The international community has failed to rout out the Rwandan rebels accused of participating in the 1994 killings with the same decisive force that was used to defeat a different rebel group in eastern Congo in 2013, said Kagame.
The Rwandan president was speaking at a commemoration of the genocide which broke out on April 7, 1994, and which killed more than 800,000 ethnic Tutsis and moderate Hutus.
Kagame has been Rwanda's president since 2000 and is credited with stabilizing the country and putting it on a path to prosperity. But he is also criticized for running an authoritarian regime which does not tolerate dissent.
The Rwandan leader said that at the end of 2013 the U.N. forces in eastern Congo crushed the M23 rebel group, which was barely a year old. Yet the rebels blamed for the genocide, the Democratic Forces for the Liberation of Rwanda, or FDLR, continue to exist across the border in eastern Congo 21 years later.
Kagame complained that the U.N. had vowed to eradicate several rebel groups "causing havoc" in eastern Congo, "but this has not happened." He said the U.N. has made excuses for not dealing with the remaining rebel groups.
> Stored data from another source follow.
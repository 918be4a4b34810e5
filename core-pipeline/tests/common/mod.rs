//! Shared fixtures for pipeline integration tests

#![allow(dead_code)]

use async_trait::async_trait;
use bridge_desktop::TokioFileSystem;
use bridge_traits::error::{BridgeError, Result};
use bridge_traits::storage::{RemoteEntry, RemoteStore, RemoteTag};
use bridge_traits::time::FixedClock;
use chrono::{TimeZone, Utc};
use core_pipeline::{ImageTransform, PipelineContext, PipelineError};
use core_runtime::config::{Backoff, PipelineConfig, RetryPolicy, SchedulerMode};
use std::collections::{BTreeMap, HashMap};
use std::path::Path;
use std::sync::{Arc, Mutex};
use std::time::Duration;

pub const ROOT: &str = "Photos";
pub const RAW: &str = "_raw";
pub const UNSORTED: &str = "_unsorted";
pub const MARKER: &str = "ai";

/// Scripted failure for one remote operation
#[derive(Debug, Clone, Copy)]
pub enum Failure {
    ConnectionLost,
    Server,
}

impl Failure {
    fn error(self, operation: &str) -> BridgeError {
        match self {
            Failure::ConnectionLost => {
                BridgeError::ConnectionLost(format!("{}: connection reset", operation))
            }
            Failure::Server => BridgeError::OperationFailed(format!("{}: status 500", operation)),
        }
    }
}

#[derive(Default)]
struct State {
    /// path -> (id, content)
    files: BTreeMap<String, (String, Vec<u8>)>,
    /// path -> id
    dirs: BTreeMap<String, String>,
    tags: HashMap<String, Vec<RemoteTag>>,
    /// directory -> entries listed verbatim after the real ones
    extra_entries: HashMap<String, Vec<RemoteEntry>>,
    failures: HashMap<String, (Failure, u32)>,
    calls: Vec<String>,
    next_id: u64,
}

impl State {
    fn next_id(&mut self) -> String {
        self.next_id += 1;
        self.next_id.to_string()
    }
}

/// In-memory remote store with Nextcloud-like semantics
#[derive(Default)]
pub struct MemoryStore {
    state: Mutex<State>,
}

fn parent(path: &str) -> &str {
    path.rsplit_once('/').map_or("", |(parent, _)| parent)
}

fn basename(path: &str) -> &str {
    path.rsplit('/').next().unwrap_or(path)
}

impl MemoryStore {
    pub fn new() -> Arc<Self> {
        let store = Arc::new(Self::default());
        for dir in [ROOT, RAW, UNSORTED] {
            store.add_dir(dir);
        }
        store
    }

    pub fn add_dir(&self, path: &str) -> String {
        let mut state = self.state.lock().unwrap();
        if let Some(id) = state.dirs.get(path) {
            return id.clone();
        }
        let id = state.next_id();
        state.dirs.insert(path.to_string(), id.clone());
        id
    }

    pub fn add_file(&self, path: &str, data: &[u8]) -> String {
        let mut state = self.state.lock().unwrap();
        let id = state.next_id();
        state.files.insert(path.to_string(), (id.clone(), data.to_vec()));
        id
    }

    pub fn add_entry(&self, directory: &str, entry: RemoteEntry) {
        let mut state = self.state.lock().unwrap();
        state
            .extra_entries
            .entry(directory.to_string())
            .or_default()
            .push(entry);
    }

    pub fn tag(&self, item_id: &str, tag_id: &str, display_name: &str) {
        let mut state = self.state.lock().unwrap();
        state
            .tags
            .entry(item_id.to_string())
            .or_default()
            .push(RemoteTag::new(tag_id, display_name));
    }

    pub fn tags_of(&self, item_id: &str) -> Vec<RemoteTag> {
        let state = self.state.lock().unwrap();
        state.tags.get(item_id).cloned().unwrap_or_default()
    }

    /// Fail the next `times` calls of `operation`
    pub fn fail(&self, operation: &str, failure: Failure, times: u32) {
        let mut state = self.state.lock().unwrap();
        state.failures.insert(operation.to_string(), (failure, times));
    }

    pub fn contains(&self, path: &str) -> bool {
        let state = self.state.lock().unwrap();
        state.files.contains_key(path) || state.dirs.contains_key(path)
    }

    pub fn file_id(&self, path: &str) -> Option<String> {
        let state = self.state.lock().unwrap();
        state.files.get(path).map(|(id, _)| id.clone())
    }

    pub fn content(&self, path: &str) -> Option<Vec<u8>> {
        let state = self.state.lock().unwrap();
        state.files.get(path).map(|(_, data)| data.clone())
    }

    /// File paths directly inside `directory`
    pub fn files_in(&self, directory: &str) -> Vec<String> {
        let state = self.state.lock().unwrap();
        state
            .files
            .keys()
            .filter(|path| parent(path) == directory)
            .cloned()
            .collect()
    }

    /// Every call as `"<operation> <argument>"`
    pub fn calls(&self) -> Vec<String> {
        self.state.lock().unwrap().calls.clone()
    }

    pub fn count_calls(&self, operation: &str) -> usize {
        self.calls()
            .iter()
            .filter(|call| call.split(' ').next() == Some(operation))
            .count()
    }

    fn begin(&self, operation: &str, argument: &str) -> Result<()> {
        let mut state = self.state.lock().unwrap();
        state.calls.push(format!("{} {}", operation, argument));

        if let Some((failure, remaining)) = state.failures.get_mut(operation) {
            if *remaining > 0 {
                *remaining -= 1;
                return Err(failure.error(operation));
            }
        }
        Ok(())
    }
}

#[async_trait]
impl RemoteStore for MemoryStore {
    async fn list(&self, directory: &str) -> Result<Vec<RemoteEntry>> {
        self.begin("list", directory)?;
        let state = self.state.lock().unwrap();
        if !state.dirs.contains_key(directory) {
            return Err(BridgeError::NotFound(directory.to_string()));
        }

        let dirs = state
            .dirs
            .iter()
            .filter(|(path, _)| parent(path) == directory)
            .map(|(path, id)| (path, id, true));
        let files = state
            .files
            .iter()
            .filter(|(path, _)| parent(path) == directory)
            .map(|(path, (id, _))| (path, id, false));

        let mut entries: Vec<RemoteEntry> = dirs
            .chain(files)
            .map(|(path, id, is_directory)| RemoteEntry {
                path: Some(path.clone()),
                name: Some(basename(path).to_string()),
                is_directory: Some(is_directory),
                id: Some(id.clone()),
                raw: format!("path={} id={}", path, id),
            })
            .collect();
        entries.extend(state.extra_entries.get(directory).cloned().unwrap_or_default());
        Ok(entries)
    }

    async fn get_tags(&self, item_id: &str) -> Result<Vec<RemoteTag>> {
        self.begin("get_tags", item_id)?;
        Ok(self.tags_of(item_id))
    }

    async fn list_all_tags(&self) -> Result<Vec<RemoteTag>> {
        self.begin("list_all_tags", "")?;
        let state = self.state.lock().unwrap();
        let mut all: Vec<RemoteTag> = state.tags.values().flatten().cloned().collect();
        all.sort_by(|a, b| a.id.cmp(&b.id));
        all.dedup();
        Ok(all)
    }

    async fn move_item(&self, source_path: &str, destination_path: &str) -> Result<()> {
        self.begin("move", source_path)?;
        let mut state = self.state.lock().unwrap();
        if state.files.contains_key(destination_path) {
            return Err(BridgeError::AlreadyExists(destination_path.to_string()));
        }
        if !state.dirs.contains_key(parent(destination_path)) {
            return Err(BridgeError::OperationFailed(format!(
                "409 Conflict: parent of {} missing",
                destination_path
            )));
        }
        let file = state
            .files
            .remove(source_path)
            .ok_or_else(|| BridgeError::NotFound(source_path.to_string()))?;
        state.files.insert(destination_path.to_string(), file);
        Ok(())
    }

    async fn unassign_tag(&self, item_id: &str, tag_id: &str) -> Result<()> {
        self.begin("unassign_tag", item_id)?;
        let mut state = self.state.lock().unwrap();
        if let Some(tags) = state.tags.get_mut(item_id) {
            tags.retain(|tag| tag.id != tag_id);
        }
        Ok(())
    }

    async fn download(&self, remote_path: &str, local_path: &Path) -> Result<()> {
        self.begin("download", remote_path)?;
        let data = self
            .content(remote_path)
            .ok_or_else(|| BridgeError::NotFound(remote_path.to_string()))?;
        std::fs::write(local_path, data)?;
        Ok(())
    }

    async fn upload(&self, local_path: &Path, remote_path: &str) -> Result<()> {
        self.begin("upload", remote_path)?;
        let data = std::fs::read(local_path)?;
        self.add_file(remote_path, &data);
        Ok(())
    }

    async fn delete(&self, remote_path: &str) -> Result<()> {
        self.begin("delete", remote_path)?;
        let mut state = self.state.lock().unwrap();
        match state.files.remove(remote_path) {
            Some(_) => Ok(()),
            None => Err(BridgeError::NotFound(remote_path.to_string())),
        }
    }

    async fn exists(&self, remote_path: &str) -> Result<bool> {
        self.begin("exists", remote_path)?;
        Ok(self.contains(remote_path))
    }

    async fn create_directory(&self, remote_path: &str) -> Result<()> {
        self.begin("create_directory", remote_path)?;
        let mut current = String::new();
        for segment in remote_path.split('/').filter(|s| !s.is_empty()) {
            if !current.is_empty() {
                current.push('/');
            }
            current.push_str(segment);
            self.add_dir(&current);
        }
        Ok(())
    }
}

/// Copies the input to the output
pub struct CopyTransform;

impl ImageTransform for CopyTransform {
    fn apply(&self, input: &Path, output: &Path) -> core_pipeline::Result<()> {
        std::fs::copy(input, output)?;
        Ok(())
    }
}

/// Reports success without writing anything
pub struct SilentTransform;

impl ImageTransform for SilentTransform {
    fn apply(&self, _input: &Path, _output: &Path) -> core_pipeline::Result<()> {
        Ok(())
    }
}

/// Fails like a decoder would on a broken file
pub struct BrokenTransform;

impl ImageTransform for BrokenTransform {
    fn apply(&self, input: &Path, _output: &Path) -> core_pipeline::Result<()> {
        Err(PipelineError::TransformFailed {
            input: input.display().to_string(),
            message: "unsupported image format".to_string(),
        })
    }
}

pub fn config(scratch: &Path, threads_limit: usize) -> PipelineConfig {
    PipelineConfig::builder()
        .images_root_dir(ROOT)
        .raw_dir(RAW)
        .unsorted_dir(UNSORTED)
        .parent_tag(MARKER)
        .raw_prefixes(vec!["raw_".to_string(), "IMG".to_string()])
        .threads_limit(threads_limit)
        .work_dir(scratch.join("tmp"))
        .output_dir(scratch.join("output"))
        .retry_policy(RetryPolicy::bounded(
            3,
            Backoff::Fixed(Duration::from_millis(10)),
        ))
        .scheduler_mode(SchedulerMode::WorkerPool)
        .build()
        .unwrap()
}

pub fn context(
    store: Arc<MemoryStore>,
    transform: Arc<dyn ImageTransform>,
    config: PipelineConfig,
) -> PipelineContext {
    let clock = FixedClock(Utc.with_ymd_and_hms(2024, 5, 17, 8, 30, 0).unwrap());
    PipelineContext::new(
        config,
        store,
        Arc::new(TokioFileSystem::new()),
        transform,
        Arc::new(clock),
    )
}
The Rwanda rebels of the FDLR had been given a six-month deadline to disarm by the U.N. That deadline expired in January but the U.N. and the Congo government have not mounted a military offensive against the rebels. The U.N. said that it could not cooperate with the Congo force because it was headed by officers implicated in human rights abuses. The Congo government has refused to replace those officers, resulting in a stalement and no action taken against the rebel group.